If you want to see a movie with some fine acting, with an impressive character study, with a singular character who sucks all the air out of the room when she’s on screen (which she is, most of the time), then The Immortal Life of Henrietta Lacks on HBO is the show for you, enjoy it for what it is. If you want a richer, more complicated story of the intersection between science and culture and how it affects one larger family, then read the book…which, I notice, is out in a new edition with a new cover that replaces the photograph of Henrietta Lacks with a close-up of Oprah, and that’s a perfect metaphor for the movie.

Comments

  1. lotharloo says

    I looked up the trailer and it seems that yes, it is mostly about Oprah. What a shame. It could have been a good movie but I guess it ended up being typical Hollywood crap: watered down and over-dramatized.

  2. says

    Haven’t seen the movie, have skimmed the book.
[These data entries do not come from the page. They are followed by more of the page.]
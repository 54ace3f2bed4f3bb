use std::collections::BTreeMap;

use serde::Serialize;

use crate::university::University;

/// A numeric quantity that range filters and sliders work on.
#[derive(Debug, Clone, Copy, PartialEq, Eq, PartialOrd, Ord, Hash, Serialize)]
#[serde(rename_all = "camelCase")]
pub enum Metric {
    AcceptanceRate,
    SatScore,
    ActScore,
    CostOfAttendance,
    PercentNeedMet,
    AvgMeritAward,
    PercentMeritAid,
    NetRoi,
    MedianEarnings10Years,
    SunnyDays,
    PrecipitationDays,
    JanTemp,
    Enrollment,
    PercentInternational,
    GraduationRate4Year,
    FreshmanRetention,
    PercentOnCampus,
}

impl Metric {
    pub const ALL: [Metric; 17] = [
        Metric::AcceptanceRate,
        Metric::SatScore,
        Metric::ActScore,
        Metric::CostOfAttendance,
        Metric::PercentNeedMet,
        Metric::AvgMeritAward,
        Metric::PercentMeritAid,
        Metric::NetRoi,
        Metric::MedianEarnings10Years,
        Metric::SunnyDays,
        Metric::PrecipitationDays,
        Metric::JanTemp,
        Metric::Enrollment,
        Metric::PercentInternational,
        Metric::GraduationRate4Year,
        Metric::FreshmanRetention,
        Metric::PercentOnCampus,
    ];

    /// Slider step; bounds are rounded up to a multiple of this.
    pub fn increment(&self) -> f64 {
        match self {
            Metric::SatScore => 100.0,
            Metric::ActScore => 1.0,
            Metric::CostOfAttendance => 10_000.0,
            Metric::AvgMeritAward => 5_000.0,
            Metric::NetRoi => 100_000.0,
            Metric::MedianEarnings10Years => 10_000.0,
            Metric::Enrollment => 1_000.0,
            Metric::AcceptanceRate
            | Metric::PercentNeedMet
            | Metric::PercentMeritAid
            | Metric::SunnyDays
            | Metric::PrecipitationDays
            | Metric::JanTemp
            | Metric::PercentInternational
            | Metric::GraduationRate4Year
            | Metric::FreshmanRetention
            | Metric::PercentOnCampus => 10.0,
        }
    }

    /// The record's (low, high) for this metric. Scalars give (v, v).
    pub fn range(&self, u: &University) -> Option<(f64, f64)> {
        let scalar = |v: Option<f64>| v.map(|v| (v, v));
        match self {
            Metric::AcceptanceRate => scalar(u.overall_acceptance_rate.value),
            Metric::SatScore => {
                let (math_low, math_high) = u.sat_math.value?.both()?;
                let (rw_low, rw_high) = u.sat_rw.value?.both()?;
                Some((math_low + rw_low, math_high + rw_high))
            }
            Metric::ActScore => u.act.value?.both(),
            Metric::CostOfAttendance => scalar(u.cost_of_attendance.value),
            Metric::PercentNeedMet => scalar(u.percent_need_met.value),
            Metric::AvgMeritAward => scalar(u.avg_merit_award.value),
            Metric::PercentMeritAid => scalar(u.percent_merit_aid.value),
            Metric::NetRoi => scalar(u.net_roi_20_years.value),
            Metric::MedianEarnings10Years => scalar(u.median_earnings_10_years.value),
            Metric::SunnyDays => scalar(u.sunny_days.value),
            Metric::PrecipitationDays => scalar(u.days_with_precipitation.value),
            Metric::JanTemp => scalar(u.avg_jan_temp.value),
            Metric::Enrollment => scalar(u.total_enrollment.value),
            Metric::PercentInternational => scalar(u.percent_international.value),
            Metric::GraduationRate4Year => scalar(u.graduation_rate_4_year.value),
            Metric::FreshmanRetention => scalar(u.freshman_retention.value),
            Metric::PercentOnCampus => scalar(u.percent_on_campus.value),
        }
    }

    /// Largest value the record can report for this metric.
    pub fn high(&self, u: &University) -> Option<f64> {
        self.range(u).map(|(_, high)| high)
    }
}

/// Which side of a range filter a bound sits on.
#[derive(Debug, Clone, Copy, PartialEq, Eq)]
pub enum Bound {
    Min,
    Max,
}

impl Bound {
    /// Fail-closed: a record without a value for the metric never passes.
    pub fn admits(&self, metric: Metric, limit: f64, u: &University) -> bool {
        match (self, metric.range(u)) {
            (_, None) => false,
            (Bound::Min, Some((_, high))) => high >= limit,
            (Bound::Max, Some((low, _))) => low <= limit,
        }
    }
}

/// `ceil(max / step) * step`, never below one step.
pub fn round_up(max: f64, step: f64) -> f64 {
    ((max / step).ceil() * step).max(step)
}

/// Upper slider bound per metric over the given records.
pub fn bounds<'a>(universities: impl IntoIterator<Item = &'a University>) -> BTreeMap<Metric, f64> {
    let mut maxima: BTreeMap<Metric, f64> = BTreeMap::new();
    for u in universities {
        for metric in Metric::ALL {
            if let Some(v) = metric.high(u) {
                maxima
                    .entry(metric)
                    .and_modify(|m| *m = m.max(v))
                    .or_insert(v);
            }
        }
    }
    Metric::ALL
        .into_iter()
        .map(|m| {
            let max = maxima.get(&m).copied().unwrap_or(0.0);
            (m, round_up(max, m.increment()))
        })
        .collect()
}

// ── Tests ──

#[cfg(test)]
mod tests {
    use super::*;
    use crate::university::{Field, ScoreRange};

    fn costing(cost: Option<f64>) -> University {
        University {
            cost_of_attendance: Field::new("", cost),
            ..Default::default()
        }
    }

    #[test]
    fn rounding() {
        assert_eq!(round_up(89_252.0, 10_000.0), 90_000.0);
        assert_eq!(round_up(90_000.0, 10_000.0), 90_000.0);
        assert_eq!(round_up(13_293.0, 1_000.0), 14_000.0);
        assert_eq!(round_up(0.0, 1_000.0), 1_000.0);
        assert_eq!(round_up(-5.0, 10.0), 10.0);
    }

    #[test]
    fn bounds_use_max_observed() {
        let us = [costing(Some(40_000.0)), costing(Some(81_000.0)), costing(None)];
        let b = bounds(&us);
        assert_eq!(b[&Metric::CostOfAttendance], 90_000.0);
        assert_eq!(b[&Metric::Enrollment], 1_000.0);
        assert_eq!(b.len(), Metric::ALL.len());
    }

    #[test]
    fn fail_closed_on_missing() {
        let u = costing(None);
        assert!(!Bound::Max.admits(Metric::CostOfAttendance, 1e12, &u));
        assert!(!Bound::Min.admits(Metric::CostOfAttendance, 0.0, &u));
    }

    #[test]
    fn scalar_bounds() {
        let u = costing(Some(40_000.0));
        assert!(Bound::Max.admits(Metric::CostOfAttendance, 40_000.0, &u));
        assert!(!Bound::Max.admits(Metric::CostOfAttendance, 39_999.0, &u));
        assert!(Bound::Min.admits(Metric::CostOfAttendance, 40_000.0, &u));
        assert!(!Bound::Min.admits(Metric::CostOfAttendance, 40_001.0, &u));
    }

    #[test]
    fn sat_composite_overlaps() {
        let range = |low, high| Field::new("", Some(ScoreRange { low: Some(low), high: Some(high) }));
        let u = University {
            sat_math: range(600.0, 700.0),
            sat_rw: range(580.0, 680.0),
            ..Default::default()
        };
        assert_eq!(Metric::SatScore.range(&u), Some((1180.0, 1380.0)));
        assert!(Bound::Min.admits(Metric::SatScore, 1300.0, &u));
        assert!(!Bound::Min.admits(Metric::SatScore, 1400.0, &u));
        assert!(Bound::Max.admits(Metric::SatScore, 1200.0, &u));
        assert!(!Bound::Max.admits(Metric::SatScore, 1100.0, &u));
    }

    #[test]
    fn sat_needs_both_sections() {
        let u = University {
            sat_math: Field::new("600-700", Some(ScoreRange { low: Some(600.0), high: Some(700.0) })),
            ..Default::default()
        };
        assert_eq!(Metric::SatScore.range(&u), None);
    }
}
It is moving about the contrast between the poverty of the Lacks family and the large role HeLa cells played in biomedical research and biotech. (Too large, as my colleague Stan Gartler showed — they tended to contaminate other cell cultures).

    Does the movie suggest that the solution would be for the Lacks family to have received substantial royalties — while all their neighbors still suffered from racial discrimination, had horrible healthcare and a miserable social safety net?

  3. etchison says

    A question from a non-scientist: what is the danger of doing so much experimentation on what are, essentially, abnormal cells?

  4. says

    Why does the movie have to be a science and ethics lesson? Why can’t it be a drama about Oprah’s character? It is what it is. Just because you would have been interested in a different movie is not a legitimate criticism.

  5. bobmunck says

    That book was one of the first on my brand-new Kindle (with the keyboard), along with Look Me in the Eye, the Heinlein juveniles, all the Travis McGees, and a fistful of Vonnegut. It made me realize that the Era of Paper was Over.
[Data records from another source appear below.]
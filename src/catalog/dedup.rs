use std::collections::HashSet;

use crate::university::University;

/// Keep the first record for each id, preserving first-seen order.
pub fn dedup_by_id(universities: Vec<University>) -> Vec<University> {
    let mut seen = HashSet::new();
    universities
        .into_iter()
        .filter(|u| seen.insert(u.id.clone()))
        .collect()
}
use thiserror::Error;

/// Failure while assembling the catalog. Any one of these aborts the load.
#[derive(Debug, Error)]
pub enum CatalogError {
    #[error("source '{source_name}' is unreachable: {reason}")]
    SourceUnreachable { source_name: String, reason: String },
    #[error("source '{source_name}' answered with status {status}")]
    SourceStatus { source_name: String, status: u16 },
    #[error("failed to read source '{source_name}': {error}")]
    SourceRead {
        source_name: String,
        #[source]
        error: std::io::Error,
    },
    #[error("fetch task failed: {0}")]
    Join(#[from] tokio::task::JoinError),
    #[error("configuration error: {0}")]
    Configuration(String),
}

/// Invalid filter specification input.
#[derive(Debug, Error, PartialEq, Eq)]
pub enum SpecError {
    #[error("unknown deadline window '{0}'")]
    UnknownDeadlineWindow(String),
    #[error("unknown demonstrated interest level '{0}'")]
    UnknownInterestLevel(String),
    #[error("unknown housing requirement '{0}'")]
    UnknownHousingRequirement(String),
    #[error("unknown quick filter '{0}' (use: free, noessays, aid, ed2, intl)")]
    UnknownQuickFilter(String),
}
    I had a similar but lesser reaction like yours to the movie Hidden Figures; the science wasn’t wrong, but it was secondary or tertiary to the movie. There’s a new mini-series on cable about Einstein, and the reviews make it sound like it has a similar problem. I suppose that we should be happy that the lay public is being reminded that science exists, does some important good in the world, and isn’t mostly a vast global conspiracy.

  6. says

    #5: Not much. I’d worry more if I were working with E. coli. Not much danger, but it is a concern that the research might be a bit misleading.

    #6: Of course it can be about Oprah’s character, and it was; I also thought she gave a very good performance. I also said it was a movie that had ” fine acting, with an impressive character study”, and recommended it if you want that movie. Clearly, that was not the movie I wanted. I had different expectations from having read the book and knowing something about the subject.

  7. unclefrogy says

    if the movie is taken as a point in the history of movies and “blacks in movies” it is certainly a stand out. I will also add that with the reputation of Hollywood getting science wrong and the general understanding of what science is and how it works it might be a good thing that they were light on the science part and not the usual horribly wrong.
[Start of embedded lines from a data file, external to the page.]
//! Tunnel stage: open a byte stream to the target through a proxy.
//!
//! HTTP proxies are driven with `CONNECT`; SOCKS proxies through
//! `tokio-socks`, with username/password auth when the descriptor has it.

use base64::{engine::general_purpose, Engine as _};
use std::net::SocketAddr;
use tokio::io::{AsyncRead, AsyncReadExt, AsyncWrite, AsyncWriteExt};
use tokio_socks::tcp::Socks5Stream;

use super::{dns, ErrorClass, Stage, StageFailure};
use crate::profile::Credentials;

/// Upper bound on a `CONNECT` response head; anything larger is malformed.
const MAX_HEAD_BYTES: usize = 16 * 1024;
const MAX_HEADERS: usize = 32;

fn tunnel_failure(class: ErrorClass, code: &str, message: impl Into<String>) -> StageFailure {
    StageFailure::new(Stage::Tunnel, class, code, message)
}

fn io_failure(what: &str, e: std::io::Error) -> StageFailure {
    tunnel_failure(ErrorClass::Tcp, "PROXY_IO_ERROR", format!("{}: {}", what, e))
}

/// `Proxy-Authorization` value for Basic auth.
pub fn basic_auth(creds: &Credentials) -> String {
    let token = general_purpose::STANDARD.encode(format!("{}:{}", creds.username, creds.password));
    format!("Basic {}", token)
}

/// Ask an HTTP proxy to `CONNECT` to `authority` (`host:port`).
///
/// Returns the proxy status on success so callers can record it.
pub async fn http_connect<S>(
    stream: &mut S,
    authority: &str,
    credentials: Option<&Credentials>,
) -> Result<u16, StageFailure>
where
    S: AsyncRead + AsyncWrite + Unpin,
{
    let mut request = format!("CONNECT {a} HTTP/1.1\r\nHost: {a}\r\n", a = authority);
    if let Some(creds) = credentials {
        request.push_str(&format!("Proxy-Authorization: {}\r\n", basic_auth(creds)));
    }
    request.push_str("\r\n");

    stream
        .write_all(request.as_bytes())
        .await
        .map_err(|e| io_failure("failed to send CONNECT", e))?;

    let status = read_connect_status(stream).await?;
    match status {
        200..=299 => Ok(status),
        407 => Err(tunnel_failure(
            ErrorClass::Auth,
            "PROXY_AUTH_REQUIRED",
            if credentials.is_some() {
                "proxy rejected the configured credentials (407)"
            } else {
                "proxy requires authentication (407)"
            },
        )),
        other => Err(tunnel_failure(
            ErrorClass::Tcp,
            "PROXY_TUNNEL_REJECTED",
            format!("proxy refused CONNECT {} with status {}", authority, other),
        )),
    }
}

/// Read the proxy's answer to `CONNECT` and return its status code.
///
/// The target speaks only after the client does, so the head must be the
/// last thing the proxy sent.
async fn read_connect_status<S>(stream: &mut S) -> Result<u16, StageFailure>
where
    S: AsyncRead + Unpin,
{
    let mut buf = Vec::with_capacity(512);
    let mut chunk = [0u8; 512];

    loop {
        let n = stream
            .read(&mut chunk)
            .await
            .map_err(|e| io_failure("failed to read CONNECT response", e))?;
        if n == 0 {
            return Err(tunnel_failure(
                ErrorClass::Tcp,
                "PROXY_CONNECTION_CLOSED",
                format!("proxy closed the connection after {} bytes", buf.len()),
            ));
        }
        buf.extend_from_slice(&chunk[..n]);

        let mut headers = [httparse::EMPTY_HEADER; MAX_HEADERS];
        let mut response = httparse::Response::new(&mut headers);
        match response.parse(&buf) {
            Ok(httparse::Status::Complete(len)) => {
                if len != buf.len() {
                    return Err(tunnel_failure(
                        ErrorClass::Tcp,
                        "PROXY_MALFORMED_RESPONSE",
                        "proxy sent data after the CONNECT response",
                    ));
                }
                return response.code.ok_or_else(|| {
                    tunnel_failure(
                        ErrorClass::Tcp,
                        "PROXY_MALFORMED_RESPONSE",
                        "missing status code",
                    )
                });
            }
            Ok(httparse::Status::Partial) if buf.len() >= MAX_HEAD_BYTES => {
                return Err(tunnel_failure(
                    ErrorClass::Tcp,
                    "PROXY_MALFORMED_RESPONSE",
                    "CONNECT response head too large",
                ));
            }
            Ok(httparse::Status::Partial) => {}
            Err(e) => {
                return Err(tunnel_failure(
                    ErrorClass::Tcp,
                    "PROXY_MALFORMED_RESPONSE",
                    format!("invalid CONNECT response: {}", e),
                ));
            }
        }
    }
}

/// Run a SOCKS5 `CONNECT` to `host:port` over `stream`.
///
/// With `remote_dns` (`socks5h`) the host name goes to the proxy as is.
/// Otherwise (`socks5`) it is resolved here and the proxy gets an address,
/// matching how routed clients use the same descriptor.
pub async fn socks5_connect<S>(
    stream: S,
    host: &str,
    port: u16,
    remote_dns: bool,
    credentials: Option<&Credentials>,
) -> Result<Socks5Stream<S>, StageFailure>
where
    S: AsyncRead + AsyncWrite + Unpin,
{
    let result = if remote_dns {
        socks5_handshake(stream, (host, port), credentials).await
    } else {
        let addr = resolve_target(host, port).await?;
        socks5_handshake(stream, addr, credentials).await
    };

    result.map_err(|e| describe_socks_error(e, host, port))
}

async fn socks5_handshake<'t, S, T>(
    stream: S,
    target: T,
    credentials: Option<&Credentials>,
) -> Result<Socks5Stream<S>, tokio_socks::Error>
where
    S: AsyncRead + AsyncWrite + Unpin,
    T: tokio_socks::IntoTargetAddr<'t>,
{
    match credentials {
        Some(creds) => {
            Socks5Stream::connect_with_password_and_socket(
                stream,
                target,
                &creds.username,
                &creds.password,
            )
            .await
        }
        None => Socks5Stream::connect_with_socket(stream, target).await,
    }
}

/// Local lookup of the target for `socks5` profiles.
async fn resolve_target(host: &str, port: u16) -> Result<SocketAddr, StageFailure> {
    if let Some(addr) = dns::literal(host, port) {
        return Ok(addr);
    }
    let addrs = dns::resolve(host, port).await.map_err(|f| StageFailure {
        stage: Stage::Tunnel,
        ..f
    })?;
    Ok(addrs[0])
}

fn describe_socks_error(e: tokio_socks::Error, host: &str, port: u16) -> StageFailure {
    use tokio_socks::Error;

    let refused = |code: u8, text: &str| {
        tunnel_failure(
            ErrorClass::Tcp,
            &format!("SOCKS_REPLY_{}", code),
            format!("proxy could not connect to {}:{}: {}", host, port, text),
        )
    };

    match e {
        Error::Io(e) => io_failure("SOCKS handshake failed", e),
        Error::InvalidResponseVersion => tunnel_failure(
            ErrorClass::Tcp,
            "SOCKS_BAD_VERSION",
            "proxy answered with an unexpected SOCKS version",
        ),
        Error::NoAcceptableAuthMethods => tunnel_failure(
            ErrorClass::Auth,
            "SOCKS_NO_ACCEPTABLE_METHOD",
            "proxy accepts none of the offered authentication methods",
        ),
        Error::PasswordAuthFailure(_) => tunnel_failure(
            ErrorClass::Auth,
            "SOCKS_AUTH_REJECTED",
            "proxy rejected the configured credentials",
        ),
        Error::InvalidAuthValues(reason) => {
            tunnel_failure(ErrorClass::Auth, "SOCKS_CREDENTIALS_INVALID", reason)
        }
        Error::GeneralSocksServerFailure => refused(1, "general server failure"),
        Error::ConnectionNotAllowedByRuleset => refused(2, "connection not allowed by ruleset"),
        Error::NetworkUnreachable => refused(3, "network unreachable"),
        Error::HostUnreachable => refused(4, "host unreachable"),
        Error::ConnectionRefused => refused(5, "connection refused"),
        Error::TtlExpired => refused(6, "TTL expired"),
        Error::CommandNotSupported => refused(7, "command not supported"),
        Error::AddressTypeNotSupported => refused(8, "address type not supported"),
        other => tunnel_failure(
            ErrorClass::Tcp,
            "SOCKS_PROTOCOL_ERROR",
            format!("SOCKS handshake failed: {}", other),
        ),
    }
}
    It is a pity there have not been more good roles that Oprah could have been cast in but that is another discussion .
    uncle frogy

  8. says

    She hasn’t been in the acting business for a while, concentrating on her talk show and production company. As far as I know that was her own choice. Maybe she’ll get back into it.

  9. cedrus says

    @etchison – cancer is a very diverse disease, so unless you have a diverse panel of cell lines, it’s very easy to convince yourself that you’re studying cancer when in fact you’re only studying one specific tumor line. This is particularly a concern for HeLa, since this line is off-the-charts aggressive, and really should not be taken as the “type specimen” for cancer. It’s mostly used these days for applications where you need a lot of biomass quickly, and the fine details don’t matter. Cancer research is more often done with recent patient biopsies (we’ve gotten better at growing those) or normal cells of the desired tissue type with defined mutations.